Collected data

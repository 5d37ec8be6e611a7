//! FormatWalker - bounded-depth traversal feeding files to the formatter

use std::path::{Path, PathBuf};

use rayon::prelude::*;

use crate::report::FormatReport;
use crate::runner::{FormatRunner, RunStatus};

use super::config::{MAX_DEPTH, WalkConfig};
use super::utils::{is_excluded, is_python_source, read_entries};

/// Walks a directory tree and runs the formatter on every Python source file
/// it finds. The walk covers the starting root, its immediate subdirectories,
/// and theirs; deeper directories are never entered.
///
/// The directory under visit is always an explicit parameter; the process
/// working directory is never consulted or changed.
pub struct FormatWalker<R> {
    config: WalkConfig,
    runner: R,
    pool: Option<rayon::ThreadPool>,
}

impl<R: FormatRunner + Sync> FormatWalker<R> {
    pub fn new(config: WalkConfig, runner: R) -> Self {
        // A dedicated pool is only built for an explicit worker count;
        // jobs = 0 uses rayon's global pool.
        let pool = match config.jobs {
            0 | 1 => None,
            n => rayon::ThreadPoolBuilder::new().num_threads(n).build().ok(),
        };

        Self {
            config,
            runner,
            pool,
        }
    }

    /// Walk from `root` and return the run report.
    /// Returns `None` if `root` is not a directory.
    pub fn walk(&self, root: &Path) -> Option<FormatReport> {
        if !root.is_dir() {
            return None;
        }

        let mut report = FormatReport::new();
        self.walk_dir(root, 0, &mut report);
        Some(report)
    }

    fn walk_dir(&self, path: &Path, depth: usize, report: &mut FormatReport) {
        // An unlistable directory (permissions, concurrent removal) is
        // skipped; the rest of the walk continues.
        let Some(entries) = read_entries(path) else {
            return;
        };
        report.record_directory();

        let mut targets = Vec::new();
        let mut subdirs = Vec::new();

        for entry in entries {
            let entry_path = entry.path();

            // Symlinks are skipped: a link back up the tree would otherwise
            // be visited once per level it appears at.
            if entry_path.is_symlink() {
                continue;
            }

            if entry_path.is_file() {
                let name = entry.file_name().to_string_lossy().to_string();
                if !is_python_source(&name) {
                    continue;
                }
                if is_excluded(&name) {
                    report.record_excluded(entry_path);
                    continue;
                }
                targets.push(entry_path);
            } else if entry_path.is_dir() {
                subdirs.push(entry_path);
            }
        }

        self.format_files(targets, report);

        if depth < MAX_DEPTH {
            for dir in subdirs {
                self.walk_dir(&dir, depth + 1, report);
            }
        }
    }

    /// Run the formatter over one directory's worth of files. A failed
    /// invocation is recorded and the remaining files still run.
    fn format_files(&self, targets: Vec<PathBuf>, report: &mut FormatReport) {
        if self.config.jobs == 1 {
            for path in targets {
                let status = self.runner.format(&path);
                report.record_status(path, status);
            }
            return;
        }

        let run = |path: PathBuf| {
            let status = self.runner.format(&path);
            (path, status)
        };

        let outcomes: Vec<(PathBuf, RunStatus)> = if let Some(pool) = &self.pool {
            pool.install(|| targets.into_par_iter().map(run).collect())
        } else {
            targets.into_par_iter().map(run).collect()
        };

        for (path, status) in outcomes {
            report.record_status(path, status);
        }
    }
}

#[cfg(test)]
mod tests {
    use super::*;
    use crate::report::Outcome;
    use crate::test_utils::{RecordingRunner, TestTree};

    fn walk_with(tree: &TestTree, runner: &RecordingRunner) -> FormatReport {
        let walker = FormatWalker::new(WalkConfig::default(), runner);
        walker.walk(tree.path()).expect("root should be walkable")
    }

    fn called_names(runner: &RecordingRunner) -> Vec<String> {
        let mut names: Vec<String> = runner
            .calls()
            .iter()
            .map(|p| p.file_name().unwrap().to_string_lossy().to_string())
            .collect();
        names.sort();
        names
    }

    #[test]
    fn test_formats_every_python_file_across_levels() {
        let tree = TestTree::new();
        tree.add_file("root.py", "x=1\n");
        tree.add_file("sub/mid.py", "x=1\n");
        tree.add_file("sub/nested/leaf.py", "x=1\n");
        tree.add_file("other/also.py", "x=1\n");

        let runner = RecordingRunner::new();
        let report = walk_with(&tree, &runner);
        assert_eq!(
            called_names(&runner),
            vec!["also.py", "leaf.py", "mid.py", "root.py"]
        );
        // root, other, sub, sub/nested
        assert_eq!(report.directories, 4);
        assert_eq!(report.formatted_count(), 4);
    }

    #[test]
    fn test_exclusion_is_case_insensitive() {
        let tree = TestTree::new();
        tree.add_file("a.py", "x=1\n");
        tree.add_file("A.PY", "x=1\n");
        tree.add_file("rF2data.py", "x=1\n");
        tree.add_file("sub/RF2Data.PY", "x=1\n");
        tree.add_file("notpython.txt", "text\n");

        let runner = RecordingRunner::new();
        let report = walk_with(&tree, &runner);
        let names = called_names(&runner);
        assert_eq!(names, vec!["A.PY", "a.py"]);
        assert_eq!(report.excluded_count(), 2);
        // The txt file never appears in the report at all.
        assert_eq!(report.files.len(), 4);
    }

    #[test]
    fn test_depth_capped_at_two() {
        let tree = TestTree::new();
        tree.add_file("root.py", "x=1\n");
        tree.add_file("sub1/mid.py", "x=1\n");
        tree.add_file("sub1/sub2/leaf.py", "x=1\n");
        tree.add_file("sub1/sub2/sub3/deep.py", "x=1\n");

        let runner = RecordingRunner::new();
        let report = walk_with(&tree, &runner);
        let names = called_names(&runner);
        assert_eq!(names, vec!["leaf.py", "mid.py", "root.py"]);
        assert!(!names.contains(&"deep.py".to_string()));
        // sub3 is depth 3 and never visited.
        assert_eq!(report.directories, 3);
    }

    #[test]
    fn test_failure_does_not_stop_the_walk() {
        let tree = TestTree::new();
        tree.add_file("a.py", "x=1\n");
        tree.add_file("bad.py", "x=1\n");
        tree.add_file("sub/c.py", "x=1\n");

        let runner = RecordingRunner::failing_on(&["bad.py"]);
        let report = walk_with(&tree, &runner);
        // All three were still attempted.
        assert_eq!(called_names(&runner), vec!["a.py", "bad.py", "c.py"]);
        assert_eq!(report.formatted_count(), 2);
        assert_eq!(report.failed_count(), 1);

        let failed: Vec<_> = report
            .files
            .iter()
            .filter(|f| matches!(f.outcome, Outcome::Failed { .. }))
            .collect();
        assert_eq!(failed.len(), 1);
        assert!(failed[0].path.ends_with("bad.py"));
    }

    #[test]
    fn test_missing_root_returns_none() {
        let walker = FormatWalker::new(WalkConfig::default(), RecordingRunner::new());
        assert!(walker.walk(Path::new("/nonexistent/nowhere")).is_none());
    }

    #[test]
    fn test_file_root_returns_none() {
        let tree = TestTree::new();
        let file = tree.add_file("only.py", "x=1\n");

        let walker = FormatWalker::new(WalkConfig::default(), RecordingRunner::new());
        assert!(walker.walk(&file).is_none());
    }

    #[test]
    fn test_empty_tree() {
        let tree = TestTree::new();
        tree.add_dir("empty1");
        tree.add_dir("empty2/inner");

        let runner = RecordingRunner::new();
        let report = walk_with(&tree, &runner);
        assert!(runner.calls().is_empty());
        assert_eq!(report.directories, 4);
        assert_eq!(report.files.len(), 0);
    }

    #[test]
    fn test_working_directory_untouched() {
        let tree = TestTree::new();
        tree.add_file("a.py", "x=1\n");
        tree.add_file("sub/b.py", "x=1\n");

        let before = std::env::current_dir().unwrap();
        let runner = RecordingRunner::new();
        let _ = walk_with(&tree, &runner);
        assert_eq!(std::env::current_dir().unwrap(), before);
    }

    #[test]
    fn test_parallel_walk_formats_same_set() {
        let tree = TestTree::new();
        for i in 0..8 {
            tree.add_file(&format!("f{}.py", i), "x=1\n");
            tree.add_file(&format!("sub/g{}.py", i), "x=1\n");
        }
        tree.add_file("rF2data.py", "x=1\n");

        let sequential = {
            let runner = RecordingRunner::new();
            let _ = walk_with(&tree, &runner);
            called_names(&runner)
        };

        let runner = RecordingRunner::new();
        let walker = FormatWalker::new(WalkConfig { jobs: 4 }, &runner);
        let report = walker.walk(tree.path()).unwrap();

        assert_eq!(called_names(&runner), sequential);
        assert_eq!(report.formatted_count(), 16);
        assert_eq!(report.excluded_count(), 1);
    }

    #[test]
    fn test_parallel_failure_isolation() {
        let tree = TestTree::new();
        tree.add_file("a.py", "x=1\n");
        tree.add_file("bad.py", "x=1\n");
        tree.add_file("c.py", "x=1\n");

        let walker = FormatWalker::new(
            WalkConfig { jobs: 0 },
            RecordingRunner::failing_on(&["bad.py"]),
        );
        let report = walker.walk(tree.path()).unwrap();

        assert_eq!(report.formatted_count(), 2);
        assert_eq!(report.failed_count(), 1);
    }
}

> _Directions_
Would you set down, word for word, the lines from the opening of the entries above through the line with "Python source file", both included, and no others?

> _Solution for this problem_
repository 5d37ec8be6e611a7
//! FormatWalker - bounded-depth traversal feeding files to the formatter

use std::path::{Path, PathBuf};

use rayon::prelude::*;

use crate::report::FormatReport;
use crate::runner::{FormatRunner, RunStatus};

use super::config::{MAX_DEPTH, WalkConfig};
use super::utils::{is_excluded, is_python_source, read_entries};

/// Walks a directory tree and runs the formatter on every Python source file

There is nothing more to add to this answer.